Anders F Björklund
afb at macports.org
Sun Jan 10 04:52:27 PST 2016
James Linder wrote:
>> "In general, application bugs should be reported to the developers of the app (?upstream?), not MacPorts."
>> But I think it's safe to say that no-one* is running Xfce on Darwin/XQuartz, so this is Terra Incognita...
>> Anyway, the bug tracker is: https://bugzilla.xfce.org/
>> * the jury is still out on "why would anyone want to do that", even though it "should" still be possible.
>> For most normal users, something like VirtualBSD would probably be a better option. Or at least packages.
>> See http://www.dedoimedo.com/computers/virtualbsd.html
> Pierre to add to comments above
> I?m a great fan of xfce and run that on my many linux machines.
> Ideologically I hate apple, but apple make their hardware and software play together very nicely e.g. bluetooth at boot, e.g. nice sound from their crappy speakers e.g. heat from core sleep vs (hot) heat from core throttle e.g. the wireless on my mac mini is perfect under OS X but rather iffy under any linux distos that I have tried.

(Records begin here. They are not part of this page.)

//! Column keys, cell contents, and raw filter values

use std::collections::HashMap;
use std::hash::BuildHasher;

use indexmap::IndexMap;
use serde::{Deserialize, Serialize};
use uuid::Uuid;

/// Identity of a grid column.
///
/// Two keys are equal only if they were minted for the same column; the key
/// carries no name or position.
#[derive(Debug, Clone, Copy, PartialEq, Eq, Hash, Serialize, Deserialize)]
pub struct ColumnKey(Uuid);

impl ColumnKey {
    /// Mint a key for a newly created column
    pub fn new() -> Self {
        Self(Uuid::new_v4())
    }

    pub fn from_uuid(id: Uuid) -> Self {
        Self(id)
    }

    pub fn as_uuid(&self) -> &Uuid {
        &self.0
    }
}

impl Default for ColumnKey {
    fn default() -> Self {
        Self::new()
    }
}

impl std::fmt::Display for ColumnKey {
    fn fmt(&self, f: &mut std::fmt::Formatter<'_>) -> std::fmt::Result {
        write!(f, "{}", self.0)
    }
}

/// Content of a single grid cell
#[derive(Debug, Clone, PartialEq)]
pub enum CellValue {
    /// NULL value
    Null,
    Bool(bool),
    Int(i64),
    Float(f64),
    /// Decimal/Numeric (stored as string for precision)
    Decimal(String),
    Text(String),
    /// Binary data
    Bytes(Vec<u8>),
}

impl CellValue {
    /// Check if the value is NULL
    pub fn is_null(&self) -> bool {
        matches!(self, CellValue::Null)
    }

    /// Try to get as a string
    pub fn as_str(&self) -> Option<&str> {
        match self {
            CellValue::Text(s) => Some(s),
            _ => None,
        }
    }

    /// Boolean view of the cell, as a checkbox column would display it
    pub fn as_bool(&self) -> Option<bool> {
        match self {
            CellValue::Bool(v) => Some(*v),
            CellValue::Int(0) => Some(false),
            CellValue::Int(1) => Some(true),
            CellValue::Text(s) => parse_bool(s),
            _ => None,
        }
    }

    /// Try to get as f64
    pub fn as_f64(&self) -> Option<f64> {
        match self {
            CellValue::Int(v) => Some(*v as f64),
            CellValue::Float(v) => Some(*v),
            CellValue::Decimal(s) | CellValue::Text(s) => s.trim().parse::<f64>().ok(),
            _ => None,
        }
    }
}

impl std::fmt::Display for CellValue {
    fn fmt(&self, f: &mut std::fmt::Formatter<'_>) -> std::fmt::Result {
        match self {
            CellValue::Null => write!(f, "NULL"),
            CellValue::Bool(v) => write!(f, "{}", v),
            CellValue::Int(v) => write!(f, "{}", v),
            CellValue::Float(v) => write!(f, "{}", v),
            CellValue::Decimal(v) => write!(f, "{}", v),
            CellValue::Text(v) => write!(f, "{}", v),
            CellValue::Bytes(v) => write!(f, "<{} bytes>", v.len()),
        }
    }
}

impl From<&str> for CellValue {
    fn from(value: &str) -> Self {
        CellValue::Text(value.to_string())
    }
}

impl From<String> for CellValue {
    fn from(value: String) -> Self {
        CellValue::Text(value)
    }
}

impl From<bool> for CellValue {
    fn from(value: bool) -> Self {
        CellValue::Bool(value)
    }
}

impl From<i64> for CellValue {
    fn from(value: i64) -> Self {
        CellValue::Int(value)
    }
}

impl From<f64> for CellValue {
    fn from(value: f64) -> Self {
        CellValue::Float(value)
    }
}

impl<T: Into<CellValue>> From<Option<T>> for CellValue {
    fn from(value: Option<T>) -> Self {
        value.map(Into::into).unwrap_or(CellValue::Null)
    }
}

/// Raw input typed into a column's filter control.
///
/// Only content filter factories interpret it; the coordinator just stores it
/// and compares it for changes.
#[derive(Debug, Clone, PartialEq, Default, Serialize, Deserialize)]
#[serde(tag = "kind", content = "value", rename_all = "snake_case")]
pub enum FilterValue {
    /// No filtering on this column
    #[default]
    Empty,
    Text(String),
    /// Checkbox state
    Bool(bool),
    /// Inclusive bounds, for BETWEEN-style filters
    Range { from: String, to: String },
}

impl FilterValue {
    /// True for `Empty` and whitespace-only text
    pub fn is_blank(&self) -> bool {
        match self {
            FilterValue::Empty => true,
            FilterValue::Text(text) => text.trim().is_empty(),
            FilterValue::Bool(_) | FilterValue::Range { .. } => false,
        }
    }

    pub fn as_text(&self) -> Option<&str> {
        match self {
            FilterValue::Text(text) => Some(text),
            _ => None,
        }
    }
}

impl From<&str> for FilterValue {
    fn from(value: &str) -> Self {
        FilterValue::Text(value.to_string())
    }
}

impl From<String> for FilterValue {
    fn from(value: String) -> Self {
        FilterValue::Text(value)
    }
}

impl From<bool> for FilterValue {
    fn from(value: bool) -> Self {
        FilterValue::Bool(value)
    }
}

/// A row the filters can look into, one cell per column
pub trait FilterRow {
    /// Cell content for `column`, or `None` when the row has no such cell
    fn cell(&self, column: &ColumnKey) -> Option<&CellValue>;
}

impl<S: BuildHasher> FilterRow for HashMap<ColumnKey, CellValue, S> {
    fn cell(&self, column: &ColumnKey) -> Option<&CellValue> {
        self.get(column)
    }
}

impl<S: BuildHasher> FilterRow for IndexMap<ColumnKey, CellValue, S> {
    fn cell(&self, column: &ColumnKey) -> Option<&CellValue> {
        self.get(column)
    }
}

impl<R: FilterRow + ?Sized> FilterRow for &R {
    fn cell(&self, column: &ColumnKey) -> Option<&CellValue> {
        (**self).cell(column)
    }
}

/// Parse the spellings a checkbox filter accepts
pub(crate) fn parse_bool(text: &str) -> Option<bool> {
    let text = text.trim();
    if ["true", "yes", "1"].iter().any(|s| text.eq_ignore_ascii_case(s)) {
        Some(true)
    } else if ["false", "no", "0"].iter().any(|s| text.eq_ignore_ascii_case(s)) {
        Some(false)
    } else {
        None
    }
}

#[cfg(test)]
mod tests {
    use super::*;

    #[test]
    fn column_keys_compare_by_identity() {
        let a = ColumnKey::new();
        let b = ColumnKey::new();
        assert_ne!(a, b);
        assert_eq!(a, ColumnKey::from_uuid(*a.as_uuid()));
    }

    #[test]
    fn blank_filter_values() {
        assert!(FilterValue::Empty.is_blank());
        assert!(FilterValue::from("   ").is_blank());
        assert!(!FilterValue::from(" a ").is_blank());
        assert!(!FilterValue::Bool(false).is_blank());
    }

    #[test]
    fn cell_boolean_view() {
        assert_eq!(CellValue::from("Yes").as_bool(), Some(true));
        assert_eq!(CellValue::Int(0).as_bool(), Some(false));
        assert_eq!(CellValue::Int(7).as_bool(), None);
        assert_eq!(CellValue::Null.as_bool(), None);
    }

    #[test]
    fn cell_display_matches_grid_text() {
        assert_eq!(CellValue::Null.to_string(), "NULL");
        assert_eq!(CellValue::Bytes(vec![1, 2, 3]).to_string(), "<3 bytes>");
        assert_eq!(CellValue::from(Some(12_i64)).to_string(), "12");
        assert_eq!(CellValue::from(None::<String>), CellValue::Null);
    }

    #[test]
    fn filter_value_serializes_with_kind_tag() {
        let value = FilterValue::Range {
            from: "1".into(),
            to: "5".into(),
        };
        let json = serde_json::to_string(&value).unwrap();
        assert_eq!(json, r#"{"kind":"range","value":{"from":"1","to":"5"}}"#);
        let back: FilterValue = serde_json::from_str(&json).unwrap();
        assert_eq!(back, value);
    }
}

Running Darwin only was _always_ painful, and even X11.app isn't included with the OS anymore...
So there are not many good options available besides running XQuartz on OS X, for that hardware.
> After playing with xfce on the mac mini for a few days the only benefits I could find were having X11 all the time (subtle reasons) and xfce4-terminal. iTerm does a pretty equivalent job.
Actually neither Terminal nor Midori is a part of the default installation of Xfce any longer...
You are free to set any terminal emulator or web browser in the "Preferred Applications" setting.
Last release (0.6.3) of this application was done two years ago.
It needed some patches to even show up under FreeBSD and Darwin.
The main "problem" with xfce4-terminal is that it uses the old VTE library from GNOME Terminal...
And just like GTK+ (with gtk3), that is now getting more and more GNOME-specific in later releases:
> So I have to conclude that my mac(s) do exactly what I need, that mac ports is the glue that turns this into plain sailing and the xfce port is very interesting, but for me, what?s the point. Clementine (not mac ports) even plays my oggs.
These are the only components remaining in the Xfce core:
The rest are all applications (or dependencies/plugins):
But I can't really see any reasons to run any of them stand-alone, if not running a X11 desktop...
Theoretically you could have them running with the Quartz backend of GTK+/GDK, and not use X at all.
Though in that case, most people would prefer a native app ?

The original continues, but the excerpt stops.